Esperto, dobbiamo raccontare l'Italia rurale per evitare il degrado
Davide Rampello al Cantiere Pac di Udine ha messo biodiversità e paesaggio al centro
"Se io abbandono un'area, poi c'è tutto il degrado, per questo raccontare il paesaggio agrario italiano significa anche proteggerlo, riconoscerne il valore e contribuire a invertire la rotta rispetto all'abbandono e alla perdita di biodiversità". Ne è convinto Davide Rampello, curatore, direttore artistico e consulente creativo, già presidente della Triennale di Milano, intervenuto al Cantiere di Racconto dell'Italia Rurale promosso dalla Rete Pac con il Ministero dell'Agricoltura e la Regione Fvg attraverso Sviluppo Rurale Fvg.
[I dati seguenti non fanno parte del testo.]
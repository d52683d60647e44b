// main.rs
//
// Load a mesh stored as two .npy arrays, compute its face and vertex normals,
// and save both as .npy arrays.

use clap::Parser;
use mesh_normals::io::{format_array, load_float_array, load_int_array, save_array};
use mesh_normals::{MeshResult, TriangleMesh};
use nalgebra::Vector3;
use std::path::PathBuf;
use tracing::{Level, info, warn};

#[derive(Parser)]
#[command(name = "mesh-normals")]
#[command(version, about = "Compute face and vertex normals of a triangle mesh stored as .npy arrays")]
struct Cli {
    /// (n, 3) float64 array of vertex coordinates.
    #[arg(long, default_value = "data/bunny_vertices.npy")]
    vertices: PathBuf,

    /// (m, 3) int32 array of counter-clockwise vertex index triples.
    #[arg(long, default_value = "data/bunny_faces.npy")]
    faces: PathBuf,

    /// Output path of the (m, 3) face normal array.
    #[arg(long, default_value = "data/face_normals.npy")]
    face_normals: PathBuf,

    /// Output path of the (n, 3) vertex normal array.
    #[arg(long, default_value = "data/vertex_normals.npy")]
    vertex_normals: PathBuf,

    /// Orientation of the mesh relative to +Z, applied before computing.
    #[arg(long, num_args = 3, value_names = ["X", "Y", "Z"], allow_negative_numbers = true)]
    orientation: Option<Vec<f64>>,

    /// Print the loaded and computed arrays.
    #[arg(long)]
    print: bool,

    /// Increase log verbosity (-v debug, -vv trace).
    #[arg(short, long, action = clap::ArgAction::Count)]
    verbose: u8,
}

fn main() {
    let cli = Cli::parse();

    let level = match cli.verbose {
        0 => Level::INFO,
        1 => Level::DEBUG,
        _ => Level::TRACE,
    };
    tracing_subscriber::fmt()
        .with_max_level(level)
        .with_writer(std::io::stderr)
        .init();

    if let Err(e) = run(&cli) {
        eprintln!("Error: {e}");
        std::process::exit(1);
    }
}

fn run(cli: &Cli) -> MeshResult<()> {
    // Load both inputs before doing any work
    let faces = load_int_array(&cli.faces)?;
    let vertices = load_float_array(&cli.vertices)?;
    info!(
        vertices = vertices.nrows(),
        faces = faces.nrows(),
        "loaded mesh arrays"
    );

    if cli.print {
        println!("vertices =\n{}", format_array(&vertices));
        println!("faces =\n{}", format_array(&faces));
    }

    let mut mesh = TriangleMesh::from_arrays(&vertices, &faces)?;

    if let Some([x, y, z]) = cli.orientation.as_deref() {
        mesh.set_orientation(Vector3::new(*x, *y, *z))?;
        info!(angle = mesh.object_angle(), "applied orientation");
    }

    mesh.compute_normals();

    let isolated = mesh.isolated_vertices().len();
    if isolated > 0 {
        warn!(isolated, "vertices not referenced by any face have zero normals");
    }

    let face_normals = mesh.face_normals_array();
    let vertex_normals = mesh.vertex_normals_array();

    if cli.print {
        println!("face_normals =\n{}", format_array(&face_normals));
        println!("vertex_normals =\n{}", format_array(&vertex_normals));
    }

    save_array(&cli.face_normals, &face_normals)?;
    save_array(&cli.vertex_normals, &vertex_normals)?;
    info!(
        face_normals = %cli.face_normals.display(),
        vertex_normals = %cli.vertex_normals.display(),
        "saved normals"
    );

    Ok(())
}
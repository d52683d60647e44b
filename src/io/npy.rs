//! NumPy `.npy` array file codec.
//!
//! # Layout
//!
//! ```text
//! UINT8[6]   – Magic string "\x93NUMPY"
//! UINT8      – Major version (1, 2 or 3)
//! UINT8      – Minor version
//! UINT16     – Header length, little-endian (UINT32 for versions 2 and 3)
//! CHAR[len]  – Python dict literal, space padded, terminated by '\n':
//!              {'descr': '<f8', 'fortran_order': False, 'shape': (3, 3), }
//! ...        – Raw element bytes
//! ```
//!
//! Files are always written as version 1.0 (2.0 if the header would not fit),
//! little-endian and row-major. Reading accepts either byte order and
//! column-major (`fortran_order: True`) data, which is reordered so callers
//! only ever see row-major arrays.

use std::io::{ErrorKind, Read, Write};

use ndarray::{Array2, ArrayBase, Data, Ix2, ShapeBuilder};

use crate::errors::{MeshError, MeshResult};

/// Magic bytes at the start of every `.npy` file.
const MAGIC: &[u8; 6] = b"\x93NUMPY";

/// Header blocks are padded so array data starts on this boundary.
const HEADER_ALIGNMENT: usize = 64;

/// Largest header dict accepted when reading, matching numpy's own limit.
const MAX_HEADER_LEN: usize = 10_000;

/// Upper bound on the data buffer reserved up front from the header's shape.
const MAX_PREALLOC: usize = 1 << 20;

/// Magic, version bytes and a version 1 header length.
const PREAMBLE_V1: usize = MAGIC.len() + 2 + 2;

/// Magic, version bytes and a version 2 header length.
const PREAMBLE_V2: usize = MAGIC.len() + 2 + 4;

/// An element type that can be stored in an `.npy` file.
pub trait NpyElement: Copy + Send + Sync + 'static {
    /// Little-endian type descriptor, e.g. `<f8`.
    const DESCR: &'static str;

    /// Width of one element in bytes.
    const SIZE: usize;

    /// Decode one element from exactly `SIZE` bytes.
    fn decode(bytes: &[u8], big_endian: bool) -> Self;

    /// Append the little-endian encoding of `self` to `out`.
    fn encode(self, out: &mut Vec<u8>);
}

macro_rules! impl_npy_element {
    ($ty:ty, $descr:literal) => {
        impl NpyElement for $ty {
            const DESCR: &'static str = $descr;
            const SIZE: usize = std::mem::size_of::<$ty>();

            #[inline]
            fn decode(bytes: &[u8], big_endian: bool) -> Self {
                let mut raw = [0u8; std::mem::size_of::<$ty>()];
                raw.copy_from_slice(bytes);
                if big_endian {
                    <$ty>::from_be_bytes(raw)
                } else {
                    <$ty>::from_le_bytes(raw)
                }
            }

            #[inline]
            fn encode(self, out: &mut Vec<u8>) {
                out.extend_from_slice(&self.to_le_bytes());
            }
        }
    };
}

impl_npy_element!(f64, "<f8");
impl_npy_element!(f32, "<f4");
impl_npy_element!(i32, "<i4");
impl_npy_element!(i64, "<i8");

/// Parsed header dictionary of an `.npy` file.
#[derive(Debug, Clone, PartialEq, Eq)]
pub struct NpyHeader {
    /// Type descriptor, e.g. `<f8`.
    pub descr: String,
    /// `true` when elements are stored column-major.
    pub fortran_order: bool,
    /// Array dimensions.
    pub shape: Vec<usize>,
}

impl NpyHeader {
    /// Header describing a row-major little-endian 2-D array of `T`.
    pub fn for_array<T: NpyElement>(rows: usize, cols: usize) -> Self {
        Self {
            descr: T::DESCR.to_string(),
            fortran_order: false,
            shape: vec![rows, cols],
        }
    }

    /// Render the header as the Python dict literal stored on disk (no padding).
    pub fn to_dict(&self) -> String {
        let shape = match self.shape.as_slice() {
            [single] => format!("({single},)"),
            dims => format!(
                "({})",
                dims.iter().map(ToString::to_string).collect::<Vec<_>>().join(", ")
            ),
        };
        let fortran = if self.fortran_order { "True" } else { "False" };
        format!(
            "{{'descr': '{}', 'fortran_order': {fortran}, 'shape': {shape}, }}",
            self.descr
        )
    }

    /// Parse the Python dict literal found in a file header.
    pub fn parse(text: &str) -> MeshResult<Self> {
        HeaderParser::new(text).parse()
    }

    /// Whether the stored bytes are big-endian.
    fn is_big_endian(&self) -> bool {
        match self.descr.as_bytes().first() {
            Some(b'>') => true,
            Some(b'=') => cfg!(target_endian = "big"),
            _ => false,
        }
    }

    /// Check the stored element type against `T`, ignoring byte order.
    fn check_element<T: NpyElement>(&self) -> MeshResult<()> {
        let stored = self
            .descr
            .strip_prefix(['<', '>', '|', '='])
            .unwrap_or(&self.descr);
        if stored == &T::DESCR[1..] {
            Ok(())
        } else {
            Err(MeshError::DataTypeMismatch {
                expected: T::DESCR,
                found: self.descr.clone(),
            })
        }
    }
}

/// Scanner over the header dict literal.
struct HeaderParser<'a> {
    text: &'a str,
    pos: usize,
}

impl<'a> HeaderParser<'a> {
    const fn new(text: &'a str) -> Self {
        Self { text, pos: 0 }
    }

    fn parse(mut self) -> MeshResult<NpyHeader> {
        let mut descr = None;
        let mut fortran_order = None;
        let mut shape = None;

        self.expect('{')?;
        loop {
            self.skip_whitespace();
            if self.eat('}') {
                break;
            }
            let key = self.quoted()?;
            self.skip_whitespace();
            self.expect(':')?;
            self.skip_whitespace();
            match key {
                "descr" => descr = Some(self.quoted()?.to_string()),
                "fortran_order" => fortran_order = Some(self.boolean()?),
                "shape" => shape = Some(self.tuple()?),
                other => {
                    return Err(MeshError::malformed(format!(
                        "unknown header key '{other}'"
                    )));
                },
            }
            self.skip_whitespace();
            if !self.eat(',') {
                self.skip_whitespace();
                self.expect('}')?;
                break;
            }
        }

        Ok(NpyHeader {
            descr: descr.ok_or_else(|| MeshError::malformed("header has no 'descr'"))?,
            fortran_order: fortran_order
                .ok_or_else(|| MeshError::malformed("header has no 'fortran_order'"))?,
            shape: shape.ok_or_else(|| MeshError::malformed("header has no 'shape'"))?,
        })
    }

    fn rest(&self) -> &'a str {
        &self.text[self.pos..]
    }

    fn skip_whitespace(&mut self) {
        let rest = self.rest();
        self.pos += rest.len() - rest.trim_start().len();
    }

    fn eat(&mut self, c: char) -> bool {
        if self.rest().starts_with(c) {
            self.pos += c.len_utf8();
            true
        } else {
            false
        }
    }

    fn expect(&mut self, c: char) -> MeshResult<()> {
        if self.eat(c) {
            Ok(())
        } else {
            Err(MeshError::malformed(format!(
                "expected '{c}' at offset {} of header",
                self.pos
            )))
        }
    }

    fn quoted(&mut self) -> MeshResult<&'a str> {
        let quote = if self.eat('\'') {
            '\''
        } else if self.eat('"') {
            '"'
        } else {
            return Err(MeshError::malformed(format!(
                "expected a quoted string at offset {} of header",
                self.pos
            )));
        };
        let rest = self.rest();
        let end = rest
            .find(quote)
            .ok_or_else(|| MeshError::malformed("unterminated string in header"))?;
        self.pos += end + quote.len_utf8();
        Ok(&rest[..end])
    }

    fn boolean(&mut self) -> MeshResult<bool> {
        if self.rest().starts_with("True") {
            self.pos += 4;
            Ok(true)
        } else if self.rest().starts_with("False") {
            self.pos += 5;
            Ok(false)
        } else {
            Err(MeshError::malformed("'fortran_order' must be True or False"))
        }
    }

    fn tuple(&mut self) -> MeshResult<Vec<usize>> {
        self.expect('(')?;
        let rest = self.rest();
        let end = rest
            .find(')')
            .ok_or_else(|| MeshError::malformed("unterminated shape tuple in header"))?;
        self.pos += end + 1;
        rest[..end]
            .split(',')
            .map(str::trim)
            .filter(|dim| !dim.is_empty())
            // Python 2 era writers emit long literals such as `3L`
            .map(|dim| dim.trim_end_matches('L'))
            .map(|dim| {
                dim.parse::<usize>().map_err(|e| {
                    MeshError::malformed(format!("invalid shape dimension '{dim}': {e}"))
                })
            })
            .collect()
    }
}

/// Read a 2-D array of `T` from `reader`.
///
/// # Errors
///
/// Returns an error if the magic string or header is malformed, the array is
/// not two dimensional, the element type is not `T`, or the data is truncated.
pub fn read_array<T: NpyElement, R: Read>(reader: &mut R) -> MeshResult<Array2<T>> {
    let header = read_header(reader)?;

    let (rows, cols) = match header.shape.as_slice() {
        &[rows, cols] => (rows, cols),
        _ => {
            return Err(MeshError::InvalidShape {
                shape: header.shape.clone(),
            });
        },
    };
    header.check_element::<T>()?;

    let expected = rows
        .checked_mul(cols)
        .and_then(|count| count.checked_mul(T::SIZE))
        .ok_or_else(|| MeshError::malformed(format!("shape ({rows}, {cols}) is too large")))?;

    // the shape is untrusted until the bytes are actually there
    let mut bytes = Vec::with_capacity(expected.min(MAX_PREALLOC));
    reader.take(expected as u64).read_to_end(&mut bytes)?;
    if bytes.len() < expected {
        return Err(MeshError::UnexpectedEof {
            expected,
            got: bytes.len(),
        });
    }

    let big_endian = header.is_big_endian();
    let data: Vec<T> = bytes
        .chunks_exact(T::SIZE)
        .map(|chunk| T::decode(chunk, big_endian))
        .collect();

    if header.fortran_order {
        let column_major = Array2::from_shape_vec((rows, cols).f(), data)
            .map_err(|e| MeshError::malformed(e.to_string()))?;
        Ok(column_major.as_standard_layout().into_owned())
    } else {
        Array2::from_shape_vec((rows, cols), data).map_err(|e| MeshError::malformed(e.to_string()))
    }
}

/// Read the preamble and header dict, leaving `reader` at the first data byte.
pub fn read_header<R: Read>(reader: &mut R) -> MeshResult<NpyHeader> {
    let mut preamble = [0u8; MAGIC.len() + 2];
    read_exact_or_malformed(reader, &mut preamble, "file too small to be an npy array")?;

    if &preamble[..MAGIC.len()] != MAGIC {
        return Err(MeshError::malformed("missing npy magic string"));
    }

    let major = preamble[MAGIC.len()];
    let header_len = match major {
        1 => {
            let mut len = [0u8; 2];
            read_exact_or_malformed(reader, &mut len, "truncated header length")?;
            usize::from(u16::from_le_bytes(len))
        },
        2 | 3 => {
            let mut len = [0u8; 4];
            read_exact_or_malformed(reader, &mut len, "truncated header length")?;
            u32::from_le_bytes(len) as usize
        },
        other => {
            return Err(MeshError::malformed(format!(
                "unsupported npy format version {other}.{}",
                preamble[MAGIC.len() + 1]
            )));
        },
    };
    if header_len > MAX_HEADER_LEN {
        return Err(MeshError::malformed(format!(
            "header length {header_len} exceeds {MAX_HEADER_LEN} bytes"
        )));
    }

    let mut raw = vec![0u8; header_len];
    read_exact_or_malformed(reader, &mut raw, "truncated header")?;
    let text = String::from_utf8(raw)
        .map_err(|e| MeshError::malformed(format!("header is not valid text: {e}")))?;

    NpyHeader::parse(text.trim_end())
}

fn read_exact_or_malformed<R: Read>(
    reader: &mut R,
    buf: &mut [u8],
    message: &'static str,
) -> MeshResult<()> {
    reader.read_exact(buf).map_err(|e| {
        if e.kind() == ErrorKind::UnexpectedEof {
            MeshError::malformed(message)
        } else {
            MeshError::Io(e)
        }
    })
}

/// Write a 2-D array to `writer` as a little-endian, row-major `.npy` stream.
///
/// The logical (row-major) element order is written whatever the memory
/// layout of `array` is.
pub fn write_array<T, S, W>(writer: &mut W, array: &ArrayBase<S, Ix2>) -> MeshResult<()>
where
    T: NpyElement,
    S: Data<Elem = T>,
    W: Write,
{
    let (rows, cols) = array.dim();
    let dict = NpyHeader::for_array::<T>(rows, cols).to_dict();

    writer.write_all(&encode_preamble(&dict))?;

    let mut bytes = Vec::with_capacity(rows * cols * T::SIZE);
    for &value in array.iter() {
        value.encode(&mut bytes);
    }
    writer.write_all(&bytes)?;
    writer.flush()?;

    Ok(())
}

/// Magic, version, length and the padded header dict.
fn encode_preamble(dict: &str) -> Vec<u8> {
    // dict + trailing newline, padded so the whole preamble is aligned
    let padded_len = |preamble: usize| {
        let unpadded = preamble + dict.len() + 1;
        unpadded.div_ceil(HEADER_ALIGNMENT) * HEADER_ALIGNMENT - preamble
    };

    let v1_len = padded_len(PREAMBLE_V1);
    let mut out = Vec::with_capacity(PREAMBLE_V2 + v1_len + HEADER_ALIGNMENT);
    out.extend_from_slice(MAGIC);

    let header_len = if let Ok(len) = u16::try_from(v1_len) {
        out.extend_from_slice(&[1, 0]);
        out.extend_from_slice(&len.to_le_bytes());
        v1_len
    } else {
        let v2_len = padded_len(PREAMBLE_V2);
        out.extend_from_slice(&[2, 0]);
        #[allow(clippy::cast_possible_truncation)]
        out.extend_from_slice(&(v2_len as u32).to_le_bytes());
        v2_len
    };

    out.extend_from_slice(dict.as_bytes());
    out.resize(out.len() + header_len - dict.len() - 1, b' ');
    out.push(b'\n');
    out
}
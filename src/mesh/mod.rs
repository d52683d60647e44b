//! `TriangleMesh` struct: a face-vertex triangle mesh and its derived normals

use crate::errors::{MeshError, MeshResult};
use crate::float_types::{Real, tolerance};
use nalgebra::{Point3, Unit, Vector3};
use ndarray::{Array2, ArrayBase, Data, Ix2};
use tracing::{debug, warn};

pub mod normals;
pub mod orientation;

use normals::{DefaultNormalOps, NormalOps, Normals};

/// Number of columns of every vertex, face and normal array.
const COLUMNS: usize = 3;

/// Triangular mesh following the face-vertex representation.
///
/// An object is described by
/// - `vertices`: 3D points, indexed `0..num_vertices`;
/// - `faces`: triples of vertex indices, each composing one triangle,
///   wound counter-clockwise when seen from the outside.
///
/// From those two, [`compute_normals`](Self::compute_normals) derives one
/// unit normal per face and one per vertex. Both are needed for shading.
///
/// The mesh owns copies of its inputs. Vertices and faces are fixed for the
/// lifetime of the mesh; the normals start zeroed and are recomputed as a
/// whole on every call to `compute_normals`.
#[derive(Clone, Debug)]
pub struct TriangleMesh {
    /// Points in the mesh's reference frame
    vertices: Vec<Point3<Real>>,

    /// Each triple holds row indices into `vertices`
    faces: Vec<[usize; 3]>,

    num_vertices: usize,
    num_faces: usize,

    /// Current rotation of the mesh, relative to the +Z reference axis
    orientation: Unit<Vector3<Real>>,

    /// One normal per face, `num_faces` long
    face_normals: Vec<Vector3<Real>>,

    /// One normal per vertex, `num_vertices` long
    vertex_normals: Vec<Vector3<Real>>,
}

impl TriangleMesh {
    /// Build a mesh from vertex positions and face index triples.
    ///
    /// # Errors
    ///
    /// Fails with [`MeshError::IndexOutOfRange`] if a face references a
    /// vertex that does not exist.
    pub fn new(vertices: Vec<Point3<Real>>, faces: Vec<[usize; 3]>) -> MeshResult<Self> {
        let num_vertices = vertices.len();
        for (face, indices) in faces.iter().enumerate() {
            if let Some(&index) = indices.iter().find(|&&i| i >= num_vertices) {
                return Err(MeshError::IndexOutOfRange {
                    face,
                    index: i64::try_from(index).unwrap_or(i64::MAX),
                    num_vertices,
                });
            }
        }
        Ok(Self::from_validated(vertices, faces))
    }

    /// Build a mesh from an `(n, 3)` array of vertex coordinates and an
    /// `(m, 3)` array of vertex indices, both row-major.
    ///
    /// # Errors
    ///
    /// Fails with [`MeshError::InvalidDimension`] if either array does not
    /// have exactly three columns, and with [`MeshError::IndexOutOfRange`] if
    /// a face index is negative or not below the number of vertices.
    ///
    /// ```
    /// # use mesh_normals::mesh::TriangleMesh;
    /// # use ndarray::array;
    /// let vertices = array![[0.0, 0.0, 0.0], [1.0, 0.0, 0.0], [0.0, 1.0, 0.0]];
    /// let faces = array![[0, 1, 2]];
    /// let mut mesh = TriangleMesh::from_arrays(&vertices, &faces)?;
    /// mesh.compute_normals();
    /// assert_eq!(mesh.face_normals()[0], nalgebra::Vector3::z());
    /// # Ok::<(), mesh_normals::errors::MeshError>(())
    /// ```
    pub fn from_arrays<SV, SF, I>(
        vertices: &ArrayBase<SV, Ix2>,
        faces: &ArrayBase<SF, Ix2>,
    ) -> MeshResult<Self>
    where
        SV: Data<Elem = Real>,
        SF: Data<Elem = I>,
        I: Copy + Into<i64>,
    {
        check_columns("vertices", vertices.ncols())?;
        check_columns("faces", faces.ncols())?;

        let points: Vec<Point3<Real>> = vertices
            .rows()
            .into_iter()
            .map(|row| Point3::new(row[0], row[1], row[2]))
            .collect();

        let num_vertices = points.len();
        let triples = faces
            .rows()
            .into_iter()
            .enumerate()
            .map(|(face, row)| -> MeshResult<[usize; 3]> {
                let index = |column: usize| checked_index(face, row[column].into(), num_vertices);
                Ok([index(0)?, index(1)?, index(2)?])
            })
            .collect::<MeshResult<Vec<_>>>()?;

        Ok(Self::from_validated(points, triples))
    }

    fn from_validated(vertices: Vec<Point3<Real>>, faces: Vec<[usize; 3]>) -> Self {
        let num_vertices = vertices.len();
        let num_faces = faces.len();
        debug!(num_vertices, num_faces, "built triangle mesh");

        TriangleMesh {
            vertices,
            faces,
            num_vertices,
            num_faces,
            orientation: Vector3::z_axis(),
            face_normals: vec![Vector3::zeros(); num_faces],
            vertex_normals: vec![Vector3::zeros(); num_vertices],
        }
    }

    /// Vertex positions in the mesh's reference frame.
    pub fn vertices(&self) -> &[Point3<Real>] {
        &self.vertices
    }

    /// Face index triples.
    pub fn faces(&self) -> &[[usize; 3]] {
        &self.faces
    }

    pub const fn num_vertices(&self) -> usize {
        self.num_vertices
    }

    pub const fn num_faces(&self) -> usize {
        self.num_faces
    }

    /// Normalized face normals; all zero until [`compute_normals`](Self::compute_normals) runs.
    pub fn face_normals(&self) -> &[Vector3<Real>] {
        &self.face_normals
    }

    /// Normalized vertex normals; all zero until [`compute_normals`](Self::compute_normals) runs.
    pub fn vertex_normals(&self) -> &[Vector3<Real>] {
        &self.vertex_normals
    }

    /// Vertex positions as a row-major `(num_vertices, 3)` array.
    pub fn vertices_array(&self) -> Array2<Real> {
        Array2::from_shape_fn((self.num_vertices, COLUMNS), |(i, j)| self.vertices[i][j])
    }

    /// Face indices as a row-major `(num_faces, 3)` array.
    pub fn faces_array(&self) -> Array2<i64> {
        Array2::from_shape_fn((self.num_faces, COLUMNS), |(i, j)| {
            i64::try_from(self.faces[i][j]).unwrap_or(i64::MAX)
        })
    }

    /// Face normals as a row-major `(num_faces, 3)` array, ready to be saved.
    pub fn face_normals_array(&self) -> Array2<Real> {
        vectors_to_array(&self.face_normals)
    }

    /// Vertex normals as a row-major `(num_vertices, 3)` array, ready to be saved.
    pub fn vertex_normals_array(&self) -> Array2<Real> {
        vectors_to_array(&self.vertex_normals)
    }

    /// Compute the normalized normal of every face and every vertex.
    ///
    /// A face normal is the cross product of two of its sides,
    ///
    /// ```text
    /// face_normal = normalize((v1 - v0) × (v2 - v1))
    /// ```
    ///
    /// and a vertex normal is the normalized sum of the *unnormalized* normals
    /// of the faces around it, so larger faces weigh more. Positions are taken
    /// in world space, i.e. after applying the current orientation.
    ///
    /// Collinear faces and vertices that no face references get a zero
    /// normal; see [`degenerate_faces`](Self::degenerate_faces) and
    /// [`isolated_vertices`](Self::isolated_vertices).
    ///
    /// Uses the rayon engine when the `parallel` feature is enabled.
    pub fn compute_normals(&mut self) {
        self.compute_normals_with(&DefaultNormalOps::new());
    }

    /// [`compute_normals`](Self::compute_normals) with an explicit engine.
    pub fn compute_normals_with<N: NormalOps>(&mut self, ops: &N) {
        let Normals {
            face_normals,
            vertex_normals,
        } = {
            let world = self.vertices_into_world();
            ops.compute(&world, &self.faces)
        };

        self.face_normals = face_normals;
        self.vertex_normals = vertex_normals;

        let degenerate = self.degenerate_faces().len();
        if degenerate > 0 {
            warn!(degenerate, "faces without a well-defined normal");
        }
        debug!(
            num_faces = self.num_faces,
            num_vertices = self.num_vertices,
            "computed normals"
        );
    }

    /// Faces whose current normal is not unit length.
    ///
    /// After [`compute_normals`](Self::compute_normals) these are the
    /// zero-area (collinear) faces. Before it, every face is listed.
    pub fn degenerate_faces(&self) -> Vec<usize> {
        self.face_normals
            .iter()
            .enumerate()
            .filter(|(_, n)| !is_unit(n))
            .map(|(i, _)| i)
            .collect()
    }

    /// Vertices that no face references. Their normal is the zero vector.
    pub fn isolated_vertices(&self) -> Vec<usize> {
        let mut referenced = vec![false; self.num_vertices];
        for &index in self.faces.iter().flatten() {
            referenced[index] = true;
        }
        referenced
            .iter()
            .enumerate()
            .filter(|&(_, &used)| !used)
            .map(|(i, _)| i)
            .collect()
    }
}

fn check_columns(array: &'static str, found: usize) -> MeshResult<()> {
    if found == COLUMNS {
        Ok(())
    } else {
        Err(MeshError::InvalidDimension {
            array,
            expected: COLUMNS,
            found,
        })
    }
}

fn checked_index(face: usize, index: i64, num_vertices: usize) -> MeshResult<usize> {
    usize::try_from(index)
        .ok()
        .filter(|&i| i < num_vertices)
        .ok_or(MeshError::IndexOutOfRange {
            face,
            index,
            num_vertices,
        })
}

fn vectors_to_array(rows: &[Vector3<Real>]) -> Array2<Real> {
    Array2::from_shape_fn((rows.len(), COLUMNS), |(i, j)| rows[i][j])
}

fn is_unit(v: &Vector3<Real>) -> bool {
    (v.norm() - 1.0).abs() <= tolerance().max(1e3 * Real::EPSILON)
}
La Rete Pac è uno spazio dove amministrazioni, associazioni, ricercatori, imprenditori agricoli e professionisti si scambiano informazioni sulle politiche agricole e di sviluppo rurale, allo scopo di supportare l'implementazione delle politiche agricole nazionali. Quello di oggi è stato il primo incontro del laboratorio Cantiere di Racconto dell'Italia Rurale, percorso che continuerà fino al 9 luglio prossimo in Fvg. Rampello, al quale è affidata la visione narrativa di questo percorso, ha richiamato il valore del paesaggio agrario italiano, osservando che "in molti casi si è degradato" anche per effetto dell'abbandono. Raccontare i territori, ha indicato, "non è solo comunicazione, ma anche un modo per valorizzare la biodiversità, le colture, gli innesti, i saperi e la ricchezza dei paesaggi rurali italiani". Per Rampello, infatti, coltivare significa anche "mantenere e fare manutenzione del territorio, del bosco e delle aree interne, con effetti sull'assetto idrogeologico e sulla qualità del paesaggio". Con Rampello racconteranno l'Italia Rurale anche William Gray, autore e copywriter italo-americano, e Alessandro Spinelli, professionista del digital marketing e delle strategie di crescita aziendale. I materiali prodotti saranno poi raccolti e confluiranno nell'evento annuale della Pac previsto a novembre a Roma.